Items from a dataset
↓↓↓
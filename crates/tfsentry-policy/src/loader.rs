use crate::CorpusError;
use crate::module::{RegoVersion, RuleModule};
use camino::{Utf8Path, Utf8PathBuf};
use tracing::{debug, info, warn};
use walkdir::WalkDir;

pub const REGO_SUFFIX: &str = ".rego";
pub const REGO_TEST_SUFFIX: &str = "_test.rego";

/// One directory of rule modules.
#[derive(Clone, Debug, PartialEq, Eq)]
pub struct CorpusRoot {
    pub path: Utf8PathBuf,
    /// A missing required root is fatal; a missing optional root is skipped.
    pub required: bool,
}

impl CorpusRoot {
    pub fn required(path: impl Into<Utf8PathBuf>) -> Self {
        Self {
            path: path.into(),
            required: true,
        }
    }

    pub fn optional(path: impl Into<Utf8PathBuf>) -> Self {
        Self {
            path: path.into(),
            required: false,
        }
    }
}

/// Parsed modules plus the per-file problems that were skipped over.
#[derive(Clone, Debug, Default)]
pub struct LoadedCorpus {
    pub modules: Vec<RuleModule>,
    pub warnings: Vec<String>,
    /// Modules loaded per root, in root order.
    pub counts: Vec<(Utf8PathBuf, usize)>,
}

pub fn is_rule_file(name: &str) -> bool {
    name.ends_with(REGO_SUFFIX) && !name.ends_with(REGO_TEST_SUFFIX)
}

/// Walk every root and parse the rule modules found there.
///
/// Exactly one root must be required. Files are visited in file-name order.
pub fn load_corpus(roots: &[CorpusRoot], version: RegoVersion) -> Result<LoadedCorpus, CorpusError> {
    let required = roots.iter().filter(|r| r.required).count();
    if required != 1 {
        return Err(CorpusError::InvalidRoots { required });
    }

    let mut corpus = LoadedCorpus::default();

    for root in roots {
        if !root.path.is_dir() {
            if root.required {
                return Err(CorpusError::MissingRoot {
                    path: root.path.clone(),
                });
            }
            debug!(root = %root.path, "optional policy root not found, skipping");
            continue;
        }

        let count = load_root(&root.path, version, &mut corpus);
        info!(root = %root.path, modules = count, "loaded policy modules");
        corpus.counts.push((root.path.clone(), count));
    }

    if corpus.modules.is_empty() {
        return Err(CorpusError::NoModules);
    }

    info!(modules = corpus.modules.len(), "loaded policy corpus");
    Ok(corpus)
}

fn load_root(root: &Utf8Path, version: RegoVersion, corpus: &mut LoadedCorpus) -> usize {
    let mut count = 0;

    for entry in WalkDir::new(root).sort_by_file_name() {
        let entry = match entry {
            Ok(entry) => entry,
            Err(err) => {
                corpus.push_warning(format!("walk {root}: {err}"));
                continue;
            }
        };
        if !entry.file_type().is_file() {
            continue;
        }
        let Ok(path) = Utf8PathBuf::from_path_buf(entry.into_path()) else {
            continue;
        };
        if !path.file_name().is_some_and(is_rule_file) {
            continue;
        }

        let source = match std::fs::read_to_string(&path) {
            Ok(source) => source,
            Err(err) => {
                corpus.push_warning(format!("failed to read {path}: {err}"));
                continue;
            }
        };

        match RuleModule::parse(&path, source, version) {
            Ok(module) => {
                debug!(path = %path, package = %module.package, "parsed policy module");
                corpus.modules.push(module);
                count += 1;
            }
            Err(err) => corpus.push_warning(format!("failed to parse {path}: {err}")),
        }
    }

    count
}

impl LoadedCorpus {
    fn push_warning(&mut self, message: String) {
        warn!("{message}");
        self.warnings.push(message);
    }
}

#[cfg(test)]
mod tests {
    use super::*;
    use tempfile::TempDir;

    fn utf8_root(tmp: &TempDir) -> Utf8PathBuf {
        Utf8PathBuf::from_path_buf(tmp.path().to_path_buf()).expect("utf8 path")
    }

    fn write_file(path: &Utf8Path, contents: &str) {
        if let Some(parent) = path.parent() {
            std::fs::create_dir_all(parent).expect("create parent");
        }
        std::fs::write(path, contents).expect("write file");
    }

    #[test]
    fn selects_rule_files_recursively_in_order() {
        let tmp = TempDir::new().expect("temp dir");
        let root = utf8_root(&tmp);
        write_file(&root.join("policies/cloud/b/b.rego"), "package b\n");
        write_file(&root.join("policies/cloud/a.rego"), "package a\n");
        write_file(&root.join("policies/cloud/a_test.rego"), "package a_test\n");
        write_file(&root.join("policies/cloud/notes.md"), "# notes\n");

        let corpus = load_corpus(
            &[CorpusRoot::required(root.join("policies"))],
            RegoVersion::V1,
        )
        .expect("load");
        let packages: Vec<&str> = corpus.modules.iter().map(|m| m.package.as_str()).collect();
        assert_eq!(packages, vec!["data.a", "data.b"]);
        assert!(corpus.warnings.is_empty());
    }

    #[test]
    fn parse_failures_are_warnings() {
        let tmp = TempDir::new().expect("temp dir");
        let root = utf8_root(&tmp);
        write_file(&root.join("p/good.rego"), "package good\n");
        write_file(&root.join("p/broken.rego"), "package\n");

        let corpus =
            load_corpus(&[CorpusRoot::required(root.join("p"))], RegoVersion::V1).expect("load");
        assert_eq!(corpus.modules.len(), 1);
        assert_eq!(corpus.warnings.len(), 1);
        assert!(corpus.warnings[0].contains("broken.rego"));
    }

    #[test]
    fn optional_roots_may_be_missing() {
        let tmp = TempDir::new().expect("temp dir");
        let root = utf8_root(&tmp);
        write_file(&root.join("p/a.rego"), "package a\n");

        let corpus = load_corpus(
            &[
                CorpusRoot::optional(root.join("lib")),
                CorpusRoot::required(root.join("p")),
            ],
            RegoVersion::V1,
        )
        .expect("load");
        assert_eq!(corpus.counts, vec![(root.join("p"), 1)]);
    }

    #[test]
    fn library_modules_load_before_policies() {
        let tmp = TempDir::new().expect("temp dir");
        let root = utf8_root(&tmp);
        write_file(&root.join("lib/util.rego"), "package lib.util\n");
        write_file(&root.join("p/a.rego"), "package a\n");

        let corpus = load_corpus(
            &[
                CorpusRoot::optional(root.join("lib")),
                CorpusRoot::required(root.join("p")),
            ],
            RegoVersion::V1,
        )
        .expect("load");
        let packages: Vec<&str> = corpus.modules.iter().map(|m| m.package.as_str()).collect();
        assert_eq!(packages, vec!["data.lib.util", "data.a"]);
    }

    #[test]
    fn missing_required_root_is_fatal() {
        let tmp = TempDir::new().expect("temp dir");
        let root = utf8_root(&tmp);
        let err = load_corpus(&[CorpusRoot::required(root.join("nope"))], RegoVersion::V1)
            .expect_err("missing");
        assert!(matches!(err, CorpusError::MissingRoot { .. }));
    }

    #[test]
    fn exactly_one_required_root() {
        let err = load_corpus(&[CorpusRoot::optional("a")], RegoVersion::V1).expect_err("none");
        assert!(matches!(err, CorpusError::InvalidRoots { required: 0 }));

        let err = load_corpus(
            &[CorpusRoot::required("a"), CorpusRoot::required("b")],
            RegoVersion::V1,
        )
        .expect_err("two");
        assert!(matches!(err, CorpusError::InvalidRoots { required: 2 }));
    }

    #[test]
    fn empty_corpus_is_fatal() {
        let tmp = TempDir::new().expect("temp dir");
        let root = utf8_root(&tmp);
        write_file(&root.join("p/only_test.rego"), "package t\n");
        let err = load_corpus(&[CorpusRoot::required(root.join("p"))], RegoVersion::V1)
            .expect_err("no modules");
        assert!(matches!(err, CorpusError::NoModules));
    }
}
use crate::{RenderableReport, RenderableStatus, RenderableVerdictStatus};

pub fn render_markdown(report: &RenderableReport) -> String {
    let mut out = String::new();

    out.push_str("# tfsentry report\n\n");
    let verdict = match report.verdict {
        RenderableVerdictStatus::Pass => "PASS",
        RenderableVerdictStatus::Fail => "FAIL",
    };
    out.push_str(&format!(
        "- Verdict: **{}**\n- Artifacts: {}\n- Findings: {} FAIL / {} WARN\n\n",
        verdict, report.data.artifacts, report.data.failures, report.data.warnings
    ));

    if report.findings.is_empty() {
        out.push_str("No misconfigurations found.\n");
        return out;
    }

    out.push_str("## Findings\n\n");

    for f in &report.findings {
        let status = match f.status {
            RenderableStatus::Fail => "FAIL",
            RenderableStatus::Warn => "WARN",
        };

        out.push_str(&format!(
            "- [{}] {} `{}` {}: {}",
            status, f.severity, f.id, f.title, f.message
        ));
        if let Some(loc) = &f.location {
            match (loc.line, loc.end_line) {
                (Some(start), Some(end)) if end > start => {
                    out.push_str(&format!(" (`{}`:{}-{})", loc.path, start, end))
                }
                (Some(start), _) => out.push_str(&format!(" (`{}`:{})", loc.path, start)),
                (None, _) => out.push_str(&format!(" (`{}`)", loc.path)),
            }
        }
        out.push('\n');

        if let Some(resource) = &f.resource {
            out.push_str(&format!("  - resource: `{}`\n", resource));
        }
        if let Some(resolution) = &f.resolution {
            out.push_str(&format!("  - resolution: {}\n", resolution));
        }
        if let Some(url) = &f.url {
            out.push_str(&format!("  - url: {}\n", url));
        }
    }

    out
}

#[cfg(test)]
mod tests {
    use super::*;
    use crate::{RenderableData, RenderableFinding, RenderableLocation};

    fn finding(status: RenderableStatus, location: Option<RenderableLocation>) -> RenderableFinding {
        RenderableFinding {
            status,
            severity: "HIGH".to_string(),
            id: "AVD-AWS-0092".to_string(),
            title: "S3 bucket ACL allows public access".to_string(),
            message: "Bucket logs has a public ACL".to_string(),
            resource: Some("aws_s3_bucket.logs".to_string()),
            location,
            resolution: Some("Use a private ACL".to_string()),
            url: Some("https://avd.aquasec.com/misconfig/avd-aws-0092".to_string()),
        }
    }

    #[test]
    fn renders_empty_report() {
        let report = RenderableReport {
            verdict: RenderableVerdictStatus::Pass,
            findings: Vec::new(),
            data: RenderableData {
                artifacts: 2,
                failures: 0,
                warnings: 0,
            },
        };
        let md = render_markdown(&report);
        assert!(md.contains("Verdict: **PASS**"));
        assert!(md.contains("Artifacts: 2"));
        assert!(md.contains("No misconfigurations found"));
    }

    #[test]
    fn renders_findings_with_location_resource_and_url() {
        let report = RenderableReport {
            verdict: RenderableVerdictStatus::Fail,
            findings: vec![finding(
                RenderableStatus::Fail,
                Some(RenderableLocation {
                    path: "main.tf".to_string(),
                    line: Some(3),
                    end_line: Some(5),
                }),
            )],
            data: RenderableData {
                artifacts: 1,
                failures: 1,
                warnings: 0,
            },
        };

        let md = render_markdown(&report);
        assert!(md.contains("Verdict: **FAIL**"));
        assert!(md.contains("Findings: 1 FAIL / 0 WARN"));
        assert!(md.contains("## Findings"));
        assert!(md.contains("[FAIL] HIGH `AVD-AWS-0092`"));
        assert!(md.contains("(`main.tf`:3-5)"));
        assert!(md.contains("resource: `aws_s3_bucket.logs`"));
        assert!(md.contains("resolution: Use a private ACL"));
        assert!(md.contains("url: https://avd.aquasec.com/misconfig/avd-aws-0092"));
    }

    #[test]
    fn renders_warn_with_file_only_location() {
        let report = RenderableReport {
            verdict: RenderableVerdictStatus::Pass,
            findings: vec![finding(
                RenderableStatus::Warn,
                Some(RenderableLocation {
                    path: "main.tf".to_string(),
                    line: None,
                    end_line: None,
                }),
            )],
            data: RenderableData {
                artifacts: 1,
                failures: 0,
                warnings: 1,
            },
        };

        let md = render_markdown(&report);
        assert!(md.contains("[WARN]"));
        assert!(md.contains("(`main.tf`)"));
    }
}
↑↑↑
### What you need to do
Your task is to reproduce the entries exactly, starting at the first line and ending with the line containing "pub fn is_rule_file(name: &str)".

### Solution below
filename crates/tfsentry-policy/src/loader.rs
use crate::CorpusError;
use crate::module::{RegoVersion, RuleModule};
use camino::{Utf8Path, Utf8PathBuf};
use tracing::{debug, info, warn};
use walkdir::WalkDir;

pub const REGO_SUFFIX: &str = ".rego";
pub const REGO_TEST_SUFFIX: &str = "_test.rego";

/// One directory of rule modules.
#[derive(Clone, Debug, PartialEq, Eq)]
pub struct CorpusRoot {
    pub path: Utf8PathBuf,
    /// A missing required root is fatal; a missing optional root is skipped.
    pub required: bool,
}

impl CorpusRoot {
    pub fn required(path: impl Into<Utf8PathBuf>) -> Self {
        Self {
            path: path.into(),
            required: true,
        }
    }

    pub fn optional(path: impl Into<Utf8PathBuf>) -> Self {
        Self {
            path: path.into(),
            required: false,
        }
    }
}

/// Parsed modules plus the per-file problems that were skipped over.
#[derive(Clone, Debug, Default)]
pub struct LoadedCorpus {
    pub modules: Vec<RuleModule>,
    pub warnings: Vec<String>,
    /// Modules loaded per root, in root order.
    pub counts: Vec<(Utf8PathBuf, usize)>,
}

pub fn is_rule_file(name: &str) -> bool {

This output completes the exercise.